Conviver com o irmão especial
de maneira a aprender com ele é nos defrontar (felizmente o
tempo todo) com princípios como estes. Percebemos que o companheiro
está em provas difíceis, mas essa análise não
pode engessar o pensamento e a ação buscando justificativas
que não se sustentam com o estudo doutrinário, reforçando
atitudes puramente preconceituosas. Enquanto olhamos o outro, perdemos
a oportunidade de nos examinar descobrindo pontos que precisam ser
burilados através dessa e de outras atividades da Casa Espírita,
que necessita de trabalhadores contentes!
Como
palavras finais, que mensagem você gostaria de deixar para os
que trabalham com a educação especial na seara espírita?
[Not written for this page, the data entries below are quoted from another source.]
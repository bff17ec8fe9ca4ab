use anyhow::{anyhow, Context, Result};
use once_cell::sync::Lazy;
use scraper::{Html, Selector};

use crate::fever::Item;

static IMG_SELECTOR: Lazy<Selector> =
    Lazy::new(|| Selector::parse("img").expect("valid img selector"));

/// One embedded image of a feed item. `uid` is `{item_id}-{index}` and is
/// recomputed on every request, never persisted.
#[derive(Debug, Clone, PartialEq, Eq)]
pub struct Image {
    pub image_url: String,
    pub uid: String,
    pub url: String,
}

pub fn extract_images(html: &str, item: &Item) -> Vec<Image> {
    let document = Html::parse_fragment(html);
    document
        .select(&IMG_SELECTOR)
        .filter_map(|element| element.value().attr("src"))
        .enumerate()
        .map(|(index, src)| Image {
            image_url: src.to_string(),
            uid: format!("{}-{}", item.id, index),
            url: item.url.clone(),
        })
        .collect()
}

pub fn collect_images(items: &[Item]) -> Vec<Image> {
    items
        .iter()
        .flat_map(|item| extract_images(&item.html, item))
        .collect()
}

/// Inverts the `{item_id}-{index}` synthesis. Item ids are numeric, so the
/// digits before the first `-` are the whole id.
pub fn uid_to_item_id(uid: &str) -> Result<u64> {
    let (id, _) = uid
        .split_once('-')
        .ok_or_else(|| anyhow!("malformed image uid: {uid}"))?;
    id.parse()
        .with_context(|| format!("malformed image uid: {uid}"))
}

/// The slice strictly after the first image whose uid equals `max_uid`.
/// An unknown or absent marker leaves the whole list remaining.
pub fn remaining_after<'a>(images: &'a [Image], max_uid: Option<&str>) -> &'a [Image] {
    let Some(max_uid) = max_uid else {
        return images;
    };
    match images.iter().position(|image| image.uid == max_uid) {
        Some(index) => &images[index + 1..],
        None => images,
    }
}

/// Distinct item ids among `images` whose id falls in the inclusive range
/// spanned by the two uids.
pub fn item_ids_in_range(
    images: &[Image],
    min_uid: &str,
    session_max_uid: &str,
) -> Result<Vec<u64>> {
    let min_id = uid_to_item_id(min_uid)?;
    let max_id = uid_to_item_id(session_max_uid)?;
    let mut ids = Vec::new();
    for image in images {
        let id = uid_to_item_id(&image.uid)?;
        if (min_id..=max_id).contains(&id) && !ids.contains(&id) {
            ids.push(id);
        }
    }
    Ok(ids)
}

#[cfg(test)]
mod tests {
    use super::*;

    fn item(id: u64, html: &str, url: &str) -> Item {
        Item {
            id,
            feed_id: 1,
            title: String::new(),
            author: String::new(),
            html: html.to_string(),
            url: url.to_string(),
            is_saved: 0,
            is_read: 0,
            created_on_time: 0,
        }
    }

    fn image(uid: &str) -> Image {
        Image {
            image_url: format!("https://img.test/{uid}.jpg"),
            uid: uid.to_string(),
            url: "https://item.test".into(),
        }
    }

    #[test]
    fn uid_round_trips_item_id() {
        assert_eq!(uid_to_item_id("3-0").unwrap(), 3);
        assert_eq!(uid_to_item_id("1234567-15").unwrap(), 1234567);
        assert_eq!(uid_to_item_id("0-0").unwrap(), 0);
    }

    #[test]
    fn malformed_uid_is_an_error() {
        assert!(uid_to_item_id("42").is_err());
        assert!(uid_to_item_id("x-1").is_err());
        assert!(uid_to_item_id("-1").is_err());
    }

    #[test]
    fn extracts_images_in_document_order() {
        let html = r#"<p>hi</p><img src="https://a.test/1.png"><div><img src="https://a.test/2.png" alt=""></div>"#;
        let images = extract_images(html, &item(7, html, "https://entry.test/7"));
        assert_eq!(images.len(), 2);
        assert_eq!(images[0].uid, "7-0");
        assert_eq!(images[0].image_url, "https://a.test/1.png");
        assert_eq!(images[1].uid, "7-1");
        assert_eq!(images[1].image_url, "https://a.test/2.png");
        assert!(images.iter().all(|i| i.url == "https://entry.test/7"));
    }

    #[test]
    fn srcless_img_tags_are_skipped() {
        let html = r#"<img><img src="https://a.test/only.png">"#;
        let images = extract_images(html, &item(9, html, ""));
        assert_eq!(images.len(), 1);
        assert_eq!(images[0].uid, "9-0");
    }

    #[test]
    fn collect_flattens_across_items() {
        let items = vec![
            item(5, r#"<img src="https://a.test/5.png">"#, "https://e/5"),
            item(3, r#"<img src="https://a.test/3a.png"><img src="https://a.test/3b.png">"#, "https://e/3"),
        ];
        let images = collect_images(&items);
        let uids: Vec<&str> = images.iter().map(|i| i.uid.as_str()).collect();
        assert_eq!(uids, vec!["5-0", "3-0", "3-1"]);
    }

    #[test]
    fn remaining_is_suffix_after_marker() {
        let images = vec![image("3-0"), image("3-1"), image("5-0")];
        let rest = remaining_after(&images, Some("3-0"));
        let uids: Vec<&str> = rest.iter().map(|i| i.uid.as_str()).collect();
        assert_eq!(uids, vec!["3-1", "5-0"]);
    }

    #[test]
    fn unknown_marker_leaves_everything_remaining() {
        let images = vec![image("3-0"), image("3-1")];
        assert_eq!(remaining_after(&images, Some("99-0")).len(), 2);
        assert_eq!(remaining_after(&images, None).len(), 2);
    }

    #[test]
    fn marker_on_last_image_leaves_nothing() {
        let images = vec![image("3-0"), image("3-1")];
        assert!(remaining_after(&images, Some("3-1")).is_empty());
    }

    #[test]
    fn range_selects_present_item_ids_inclusively() {
        let images = vec![image("3-0"), image("3-1"), image("5-0")];
        assert_eq!(item_ids_in_range(&images, "3-0", "5-0").unwrap(), vec![3, 5]);
    }

    #[test]
    fn range_includes_intermediate_present_ids() {
        let images = vec![image("3-0"), image("4-0"), image("5-0"), image("6-0")];
        assert_eq!(
            item_ids_in_range(&images, "3-0", "5-0").unwrap(),
            vec![3, 4, 5]
        );
    }

    #[test]
    fn inverted_range_selects_nothing() {
        let images = vec![image("3-0"), image("5-0")];
        assert!(item_ids_in_range(&images, "5-0", "3-0").unwrap().is_empty());
    }
}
Que perseverem neste campo belíssimo de trabalho,
buscando forças primeiramente no Cristo, que nos deu a oportunidade
desta encarnação para que, através do livre-arbítrio,
experimentássemos a bênção de aprender
com o companheiro que um dia se encheu de coragem para retornar ao
solo terreno e sabe no fundo de seu ser que necessita das mãos
operosas, mas que também tem muito a ensinar. Somos parceiros
nesta jornada. Ele não desistiu. Nós, de nossa parte,
pedimos aos amigos espirituais que estejam conosco para conduzirmos
este belo labor com toda a equipe de trabalho da Casa Espírita!